相場観:米雇用統計の結果を受けて、ドル円は111円台を回復

相場観:米雇用統計の結果を受けて、ドル円は111円台を回復
東京時間のドル円は110.49レベルでオープン。前日海外時間にトランプ大統領が日本との貿易関係について不満を語ったことを材料にアジア時間から円高地合いとなるなか、序盤に110.38まで下落。しかし、米雇用統計を控えた週末ということもあって下値トライは継続せず、円買い一巡後は110.60付近まで反発した。その後は方向感なく推移し、110.64レベルで海外時間に渡った。ロンドン市場のドル円は、110.64レベルでオープン。米雇用統計を控え、様子見ムードの中、ローゼングレン米ボストン地区連銀総裁が利上げ継続の必要性を述べたことで110.89まで上昇し、110.85レベルでNYに渡った。ユーロドルは、1.1638レベルでオープン。クーレECB専務理事の発言「ユーロ圏にはリスクが山積している」から、出口観測が遠のくと、1.1600に低下。1.1610レベルでNYに渡った。ポンドドルは、1.2942レベルでオープン。英国法に準拠するドイツ域内法人(8千から1万社)を独政府が支援するとのヘッドラインや、EUのバルニエ首席交渉官が、国境に関するバックストップ(安全装置)を巡り、通関等「簡便化の用意がある」と発言。さらに「ノー・ディール・シナリオは我々のシナリオではない」「英政府策定のEU離脱白書の一部は有用」等から、1.3029まで買われる。一服後は米雇用統計を前に小緩み、1.2987レベルでNYに渡った。昨日のNY時間に伝わったトランプ大統領の対日貿易に対する不満を受け、海外市場で円買いが強まり、110.38まで下落したドル円は、その後は週末であることや米雇用統計結果発表を控えリスク回避の動きが後退したことからじりじりと値を戻し、110.85レベルでNYオープン。米8月雇用統計は、賃金が予想以上に上昇したことから、ドル円は上昇。その後、反落する局面もあったものの、ローゼングレン・ボストン連銀総裁が「緩和的である必要がない。」等のタカ派な発言やカプラン・ダラス連銀総裁が労働市場の逼迫が全米各地で見られるなどの発言もあり、111.25まで上昇する。しかしトランプ大統領が、「2000億ドルに追加で、中国に2670億ドルの関税をかける準備ができている」と話したことが伝わったことから、株式市場が急落する展開に円買いが強まり、110.74まで下落する。終盤に掛けては、株式市場が下げ幅を縮小する中、ドル円も下げ渋り111.00レベルでクローズした。一方、ユーロドルは独鉱工業生産が予想を下回る一方、前回分が上方修正され、仏鉱工業生産が予想を上回り、強弱混在の内容に海外市場で狭いレンジでの推移が続き、1.1610レベルでNYオープン。朝方は、米雇用統計結果を受けたドル買いに1.1562まで下落する。その後やや買い戻される局面もあったものの、前述のトランプ大統領の発言を受け、ユーロ円が下落する展開に連れ安となり、またリスク回避からドル買いが優勢となったことから、1.1551まで下落し、1.1554レベルでクローズした。先週のドル円は110円台後半から111円台前半を中心とした値動きとなった。米国におけるカナダとのNAFTA交渉や中国に対する追加関税の有無、そして週後半はトランプ米大統領の対日貿易における発言がドル円の上値を重くした。

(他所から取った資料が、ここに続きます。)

use serde::{Deserialize, Serialize};

/// Raw search request body. Every field is optional at the serde level so
/// that a missing field surfaces as a validation error, not a rejected body.
#[derive(Debug, Clone, Default, Deserialize)]
#[serde(rename_all = "camelCase")]
pub struct SearchCriteria {
    pub pickup_date: Option<String>,
    pub dropoff_date: Option<String>,
    pub pickup_time: Option<String>,
    pub dropoff_time: Option<String>,
    pub pickup_location: Option<String>,
    pub dropoff_location: Option<String>,
    pub seats: Option<i64>,
    pub category_id: Option<i64>,
}

#[derive(Debug, Clone, Copy, Default)]
pub struct SearchFilters {
    /// Minimum number of seats.
    pub seats: Option<i64>,
    pub category_id: Option<i64>,
}

#[derive(Debug, Clone, Serialize)]
#[serde(rename_all = "camelCase")]
pub struct BreakdownItem {
    pub date: String,
    pub price: f64,
    pub source: &'static str,
}

#[derive(Debug, Clone, Serialize)]
#[serde(rename_all = "camelCase")]
pub struct SearchResult {
    pub id: i64,
    pub make: String,
    pub model: String,
    pub category: Option<String>,
    pub seats: i64,
    pub fuel_type: String,
    pub transmission: String,
    pub image: String,
    pub price_per_day: f64,
    pub total_price: f64,
    pub days: i64,
    pub discount: f64,
    pub breakdown: Vec<BreakdownItem>,
}
use std::collections::BTreeMap;

use anyhow::Context;
use serde::Deserialize;

/// Payment events the reservation reconciler understands, decoupled from the
/// provider's own event names.
#[derive(Debug, Clone, PartialEq)]
pub enum PaymentEvent {
    CheckoutCompleted(CompletedCheckout),
    PaymentFailed {
        payment_intent: String,
        session_hint: Option<String>,
    },
    SessionExpired {
        session_token: String,
    },
    AsyncPaymentFailed {
        session_token: String,
    },
    Ignored {
        kind: String,
    },
}

#[derive(Debug, Clone, PartialEq)]
pub struct CompletedCheckout {
    pub session_token: String,
    pub metadata: BTreeMap<String, String>,
    pub customer_email: Option<String>,
    pub amount_total_cents: i64,
    pub payment_reference: Option<String>,
    /// False while the provider reports the session as `unpaid`, i.e. an
    /// asynchronous method has not settled yet.
    pub paid: bool,
}

#[derive(Deserialize)]
struct RawEvent {
    #[serde(rename = "type")]
    kind: String,
    data: RawEventData,
}

#[derive(Deserialize)]
struct RawEventData {
    object: serde_json::Value,
}

#[derive(Deserialize)]
#[serde(untagged)]
enum Expandable {
    Id(String),
    Object { id: String },
}

impl Expandable {
    fn into_id(self) -> String {
        match self {
            Expandable::Id(id) | Expandable::Object { id } => id,
        }
    }
}

#[derive(Deserialize)]
struct SessionObject {
    id: String,
    #[serde(default)]
    metadata: BTreeMap<String, String>,
    customer_email: Option<String>,
    customer_details: Option<CustomerDetails>,
    amount_total: Option<i64>,
    payment_intent: Option<Expandable>,
    payment_status: Option<String>,
}

#[derive(Deserialize)]
struct CustomerDetails {
    email: Option<String>,
}

#[derive(Deserialize)]
struct PaymentIntentObject {
    id: String,
    #[serde(default)]
    metadata: BTreeMap<String, String>,
}

impl SessionObject {
    fn customer_email(&self) -> Option<String> {
        self.customer_email
            .clone()
            .or_else(|| self.customer_details.as_ref().and_then(|d| d.email.clone()))
            .filter(|email| !email.trim().is_empty())
    }
}

/// Maps a verified webhook payload onto a [`PaymentEvent`].
pub fn parse_event(payload: &[u8]) -> anyhow::Result<PaymentEvent> {
    let raw: RawEvent = serde_json::from_slice(payload).context("invalid event payload")?;

    let event = match raw.kind.as_str() {
        "checkout.session.completed" => {
            let session: SessionObject = serde_json::from_value(raw.data.object)
                .context("invalid checkout session object")?;
            let customer_email = session.customer_email();
            PaymentEvent::CheckoutCompleted(CompletedCheckout {
                session_token: session.id,
                metadata: session.metadata,
                customer_email,
                amount_total_cents: session.amount_total.unwrap_or(0),
                payment_reference: session.payment_intent.map(Expandable::into_id),
                paid: session.payment_status.as_deref() != Some("unpaid"),
            })
        }
        "payment_intent.payment_failed" => {
            let intent: PaymentIntentObject = serde_json::from_value(raw.data.object)
                .context("invalid payment intent object")?;
            let session_hint = intent
                .metadata
                .get("session_id")
                .filter(|id| !id.is_empty())
                .cloned();
            PaymentEvent::PaymentFailed {
                payment_intent: intent.id,
                session_hint,
            }
        }
        "checkout.session.expired" | "checkout.session.async_payment_failed" => {
            let session: SessionObject = serde_json::from_value(raw.data.object)
                .context("invalid checkout session object")?;
            if raw.kind == "checkout.session.expired" {
                PaymentEvent::SessionExpired {
                    session_token: session.id,
                }
            } else {
                PaymentEvent::AsyncPaymentFailed {
                    session_token: session.id,
                }
            }
        }
        _ => PaymentEvent::Ignored { kind: raw.kind },
    };

    Ok(event)
}
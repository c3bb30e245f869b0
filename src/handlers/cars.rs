use std::sync::Arc;

use axum::extract::rejection::JsonRejection;
use axum::extract::State;
use axum::Json;

use crate::errors::AppError;
use crate::models::{SearchCriteria, SearchResult};
use crate::services::search;
use crate::state::AppState;

// POST /cars/search
pub async fn search(
    State(state): State<Arc<AppState>>,
    payload: Result<Json<SearchCriteria>, JsonRejection>,
) -> Result<Json<Vec<SearchResult>>, AppError> {
    let Json(criteria) = payload.map_err(|e| AppError::Validation(e.body_text()))?;

    let results = {
        let db = state.db();
        search::search(&db, &criteria)?
    };

    tracing::info!(results = results.len(), "car search");
    Ok(Json(results))
}
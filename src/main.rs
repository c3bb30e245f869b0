use std::sync::{Arc, Mutex};

use tower_http::cors::CorsLayer;
use tower_http::trace::TraceLayer;
use tracing_subscriber::EnvFilter;

use carhire::config::AppConfig;
use carhire::db;
use carhire::handlers;
use carhire::services::email::resend::ResendProvider;
use carhire::services::payments::stripe::StripeProvider;
use carhire::state::AppState;

#[tokio::main]
async fn main() -> anyhow::Result<()> {
    let _ = dotenvy::dotenv();

    tracing_subscriber::fmt()
        .with_env_filter(EnvFilter::try_from_default_env().unwrap_or_else(|_| "info".into()))
        .init();

    let config = AppConfig::from_env();

    let conn = db::init_db(&config.database_url)?;

    anyhow::ensure!(
        !config.stripe_secret_key.is_empty(),
        "STRIPE_SECRET_KEY must be set"
    );
    if config.stripe_webhook_secret.is_empty() {
        tracing::warn!("STRIPE_WEBHOOK_SECRET not set, payment webhooks will be rejected");
    }
    if config.resend_api_key.is_empty() {
        tracing::warn!("RESEND_API_KEY not set, confirmation emails are disabled");
    }

    let payments = StripeProvider::new(
        config.stripe_secret_key.clone(),
        config.stripe_api_base.clone(),
    );
    let mailer = ResendProvider::new(config.resend_api_key.clone(), config.from_email.clone());

    let state = Arc::new(AppState {
        db: Arc::new(Mutex::new(conn)),
        config: config.clone(),
        payments: Box::new(payments),
        mailer: Box::new(mailer),
    });

    let app = handlers::router(state)
        .layer(TraceLayer::new_for_http())
        .layer(CorsLayer::permissive());

    let addr = format!("0.0.0.0:{}", config.port);
    tracing::info!("starting server on {addr}");

    let listener = tokio::net::TcpListener::bind(&addr).await?;
    axum::serve(listener, app).await?;

    Ok(())
}
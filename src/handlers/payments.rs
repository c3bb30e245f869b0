use std::sync::Arc;

use axum::extract::rejection::JsonRejection;
use axum::extract::{Query, State};
use axum::Json;
use serde::{Deserialize, Serialize};

use crate::db::queries;
use crate::errors::AppError;
use crate::models::ReservationStatus;
use crate::services::checkout::{self, CheckoutRequest, CheckoutResponse};
use crate::state::AppState;

#[derive(Deserialize)]
pub struct SessionQuery {
    pub session_id: Option<String>,
}

impl SessionQuery {
    fn require(&self) -> Result<&str, AppError> {
        self.session_id
            .as_deref()
            .map(str::trim)
            .filter(|id| !id.is_empty())
            .ok_or_else(|| AppError::Validation("Missing session_id".to_string()))
    }
}

// POST /payments/checkout
pub async fn create_checkout(
    State(state): State<Arc<AppState>>,
    payload: Result<Json<CheckoutRequest>, JsonRejection>,
) -> Result<Json<CheckoutResponse>, AppError> {
    let Json(request) = payload.map_err(|e| AppError::Validation(e.body_text()))?;
    let response = checkout::create_checkout(&state, request).await?;
    Ok(Json(response))
}

#[derive(Debug, Serialize, PartialEq)]
pub struct StatusResponse {
    pub status: &'static str,
}

fn public_status(status: ReservationStatus) -> &'static str {
    match status {
        ReservationStatus::Pending => "pending",
        ReservationStatus::Confirmed => "confirmed",
        ReservationStatus::Failed | ReservationStatus::Cancelled => "failed",
    }
}

// GET /payments/status?session_id=
pub async fn status(
    State(state): State<Arc<AppState>>,
    Query(query): Query<SessionQuery>,
) -> Result<Json<StatusResponse>, AppError> {
    let session_id = query.require()?;

    let local = {
        let db = state.db();
        queries::get_reservation_by_token(&db, session_id)?
    };
    if let Some(reservation) = local {
        return Ok(Json(StatusResponse {
            status: public_status(reservation.status),
        }));
    }

    // Webhook not processed yet: ask the provider whether the session is dead.
    let status = match state.payments.retrieve_session(session_id).await {
        Ok(session) if session.status.as_deref() == Some("expired") => "failed",
        Ok(_) => "pending",
        Err(e) => {
            tracing::warn!(session_id = %session_id, error = %e, "live session status lookup failed");
            "pending"
        }
    };
    Ok(Json(StatusResponse { status }))
}

#[derive(Debug, Serialize)]
#[serde(rename_all = "camelCase")]
pub struct SessionResponse {
    pub id: String,
    pub status: Option<String>,
    pub amount_total: Option<i64>,
    pub currency: Option<String>,
    pub receipt_url: Option<String>,
}

// GET /payments/session?session_id=
pub async fn session(
    State(state): State<Arc<AppState>>,
    Query(query): Query<SessionQuery>,
) -> Result<Json<SessionResponse>, AppError> {
    let session_id = query.require()?;

    let session = state.payments.retrieve_session(session_id).await.map_err(|e| {
        tracing::warn!(session_id = %session_id, error = %e, "session lookup failed");
        AppError::Validation(e.to_string())
    })?;

    Ok(Json(SessionResponse {
        id: session.id,
        status: session.payment_status,
        amount_total: session.amount_total,
        currency: session.currency,
        receipt_url: session.receipt_url,
    }))
}
use std::env;

#[derive(Clone, Debug)]
pub struct AppConfig {
    pub port: u16,
    pub database_url: String,
    pub base_url: String,
    pub stripe_secret_key: String,
    pub stripe_webhook_secret: String,
    pub stripe_api_base: String,
    pub checkout_currency: String,
    pub checkout_session_ttl_minutes: i64,
    pub webhook_tolerance_secs: i64,
    pub resend_api_key: String,
    pub from_email: String,
    pub owner_email: String,
}

impl AppConfig {
    pub fn from_env() -> Self {
        Self {
            port: env::var("PORT")
                .ok()
                .and_then(|v| v.parse().ok())
                .unwrap_or(3000),
            database_url: env::var("DATABASE_URL").unwrap_or_else(|_| "carhire.db".to_string()),
            base_url: env::var("BASE_URL")
                .map(|v| v.trim_end_matches('/').to_string())
                .unwrap_or_else(|_| "http://localhost:3000".to_string()),
            stripe_secret_key: env::var("STRIPE_SECRET_KEY").unwrap_or_default(),
            stripe_webhook_secret: env::var("STRIPE_WEBHOOK_SECRET").unwrap_or_default(),
            stripe_api_base: env::var("STRIPE_API_BASE")
                .unwrap_or_else(|_| "https://api.stripe.com".to_string()),
            checkout_currency: env::var("CHECKOUT_CURRENCY").unwrap_or_else(|_| "eur".to_string()),
            // The provider refuses sessions that expire in under 30 minutes.
            checkout_session_ttl_minutes: env::var("CHECKOUT_SESSION_TTL_MINUTES")
                .ok()
                .and_then(|v| v.parse().ok())
                .unwrap_or(30)
                .max(30),
            webhook_tolerance_secs: env::var("WEBHOOK_TOLERANCE_SECS")
                .ok()
                .and_then(|v| v.parse().ok())
                .unwrap_or(300),
            resend_api_key: env::var("RESEND_API_KEY").unwrap_or_default(),
            from_email: env::var("FROM_EMAIL").unwrap_or_else(|_| "bookings@localhost".to_string()),
            owner_email: env::var("OWNER_EMAIL").unwrap_or_default(),
        }
    }
}
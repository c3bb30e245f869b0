use chrono::NaiveDate;
use serde::{Deserialize, Serialize};

/// Operator-set price for one exact date. Highest pricing priority.
#[derive(Debug, Clone, Serialize, Deserialize)]
pub struct CalendarPrice {
    pub vehicle_id: i64,
    pub date: NaiveDate,
    pub price_cents: i64,
}

/// Operator-set price for an inclusive date range.
#[derive(Debug, Clone, Serialize, Deserialize)]
pub struct SpecialPrice {
    pub vehicle_id: i64,
    pub start_date: NaiveDate,
    pub end_date: NaiveDate,
    pub price_cents: i64,
}

impl SpecialPrice {
    pub fn covers(&self, date: NaiveDate) -> bool {
        self.start_date <= date && date <= self.end_date
    }
}

/// Everything needed to price one vehicle: its base rate plus both override tiers.
#[derive(Debug, Clone, Default)]
pub struct PricingTable {
    pub base_cents: i64,
    pub calendar: Vec<CalendarPrice>,
    pub special: Vec<SpecialPrice>,
}

#[derive(Debug, Clone, Copy, Serialize, Deserialize, PartialEq, Eq)]
#[serde(rename_all = "lowercase")]
pub enum PriceSource {
    Calendar,
    Special,
    Base,
}

impl PriceSource {
    pub fn as_str(&self) -> &'static str {
        match self {
            PriceSource::Calendar => "calendar",
            PriceSource::Special => "special",
            PriceSource::Base => "base",
        }
    }
}

#[derive(Debug, Clone, PartialEq)]
pub struct DayPrice {
    pub date: NaiveDate,
    pub price_cents: i64,
    pub source: PriceSource,
}

#[derive(Debug, Clone, PartialEq)]
pub struct Quote {
    pub days: i64,
    pub total_cents: i64,
    pub breakdown: Vec<DayPrice>,
}
use axum::Json;
use serde_json::{json, Value};

pub async fn health() -> Json<Value> {
    Json(json!({ "status": "ok" }))
}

一方注目されていた米雇用統計については、失業率こそ横ばいであったものの、非農業部門雇用者数が予想19.1万人に対し結果20.1万人、さらに平均賃金の伸びは前年同月比予想2.7%に対し結果2.9%となり約9年ぶりの高い伸びを記録したことから、今月25・26日に開催のFOMCにおける利上げ実施を後押しする結果となったと言えよう。先月発表された物価関連指標やGDP等の米国経済指標の結果からも米国景気拡大期間はさらに継続するものとみられ、これが大きなドル買い要因となろう。これまでの「有事のドル買い」のみならず、米国の力強い経済成長を起因としたドル買いという構図をも今後支えるものと考えられ、このことでドル円の大きな下落には繋がりにくい相場展開が続くとみている。ただし、米国の通商問題が懸念材料であることには変わらない。特に今月においては日米首脳会談と合わせ、第2回FFRの開催が予定されている。第1回目でこそ詰めた協議が為されなかったものの、今回は自動車関税等で米国が貿易赤字を削減すべく、日本に対し強硬な要求を突きつければ、結果的にこの通商協議において円高リスクが高まる点は留意すべきであろう。こうしたイベントを控える状況下、ドル円は底堅いながらも上値は追いづらく、レンジ内で上下に振らされる展開が今週も継続するものと予想する。